Apprendi, 530 U.S. at 490, 120 S.Ct. at 2363, 147 L.Ed.2d 435; Hoadley, 2002 SD 109, ¶ 32, 651 N.W.2d 249, 257.

[¶ 133.] I acknowledge and embrace the canon of statutory construction requiring this Court, whenever possible, to construe statutes so as to not violate the constitution. See majority opinion ¶ 73. However, that canon of statutory construction cannot be used by the Court to simply ignore the operative language of two statutes in order to find them constitutional. This is especially so when the Court is considering statutes dealing with the most severe penalty under the law. We should not broaden our rules of construction to the point of absurdity in an effort to drive to a desired result. Instead, we should carefully consider the plain language of the statutes and follow our constitutional duty to strike down those statutes which violate our citizens’ rights.

[¶ 134.] Lacking any statutory support for its conclusions, the majority opinion goes on to hold that the defendants waived their constitutional right to have a jury determine whether they would receive death or life in prison.

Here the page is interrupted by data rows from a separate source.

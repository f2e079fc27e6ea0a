use crate::analysis::frequency::{Aggregation, FrequencyMap};
use crate::analysis::ranking::{rank_frequencies, RankedEntry};
use crate::api::models::SummonerData;
use colored::*;
use indicatif::{ProgressBar, ProgressStyle};
use std::time::Duration;
use tabled::{settings::Style, Table, Tabled};

#[derive(Tabled)]
struct SummonerRow {
    summoner: String,
    level: String,
    ranked: String,
    record: String,
    lanes: String,
    champions: String,
}

pub fn display_error(error: &str) {
    eprintln!("{} {}", "❌ Error:".red().bold(), error);
}

pub fn display_warning(message: &str) {
    eprintln!("{} {}", "⚠️".yellow(), message);
}

pub fn display_info(message: &str) {
    println!("{} {}", "ℹ️".cyan(), message);
}

pub fn display_success(message: &str) {
    println!("{} {}", "✓".green(), message);
}

pub fn loading_spinner() -> ProgressBar {
    let spinner = ProgressBar::new_spinner();
    if let Ok(style) = ProgressStyle::with_template("{spinner:.red} {msg}") {
        spinner.set_style(style);
    }
    spinner.set_message("Retrieving Summoner Data");
    spinner.enable_steady_tick(Duration::from_millis(100));
    spinner
}

fn format_ranked(entries: &[RankedEntry]) -> String {
    if entries.is_empty() {
        return "-".to_string();
    }

    entries
        .iter()
        .map(|e| format!("{} ({})", e.label, e.count))
        .collect::<Vec<_>>()
        .join("\n")
}

fn top(map: Option<&FrequencyMap>, top_n: usize) -> String {
    match map {
        Some(freq) => format_ranked(&rank_frequencies(freq, top_n)),
        None => "-".to_string(),
    }
}

pub fn display_lobby_report(summoners: &SummonerData, aggregation: &Aggregation, top_n: usize) {
    println!("\n{}", "🎮 LOBBY SCOUTING REPORT".bold().cyan());
    println!("{}\n", "=".repeat(60).cyan());

    if summoners.is_empty() {
        println!("{}", "No summoner data returned".yellow());
        return;
    }

    let mut rows = vec![];
    for (id, summoner) in summoners {
        let record = match (summoner.wins, summoner.losses) {
            (Some(wins), Some(losses)) => {
                format!("{} W / {} L", wins.to_string().green(), losses.to_string().red())
            }
            _ => "-".to_string(),
        };

        let mut name = summoner.name.clone();
        if summoner.hot_streak == Some(true) {
            name.push_str(" 🔥");
        }

        rows.push(SummonerRow {
            summoner: name,
            level: summoner.summoner_level.to_string(),
            ranked: summoner.ranked_label(),
            record,
            lanes: top(aggregation.lanes_for(id), top_n),
            champions: top(aggregation.champions_for(id), top_n),
        });
    }

    let mut table = Table::new(rows);
    table.with(Style::rounded());
    println!("{}", table);

    println!("\n{}", "Legend".bold().yellow());
    println!("• Lanes: most played positions (bottom lane split into ADC / SUPPORT)");
    println!("• Champions: most played champions outside bottom lane\n");
}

This conclusion is based on the erroneous premise that the “circuit court properly presented Page [and Piper] with the option of exercising [the] right to sentencing by a jury as provided by South Dakota’s capital punishment statutory scheme.” There is no such right for defendants who plead guilty to capital crimes under the sentencing scheme. Therefore, this holding has no anchor in the law. As Page notes, “the waiver of a substantive right presupposes the existence of the right in the first place. The language of the statute expressly limits the fact-finding role to the judge in non-jury cases ... the judge ... had no authority to offer jury sentencing once [the defendants] pleaded guilty.” That the circuit court made an illusory offer of jury sentencing is no justification for upholding an unconstitutionally imposed death sentence. Therefore, under these circumstances, the aggravating factors had to be admitted by the defendant or found by a jury, not the judge, and the penalty of death was unconstitutionally imposed.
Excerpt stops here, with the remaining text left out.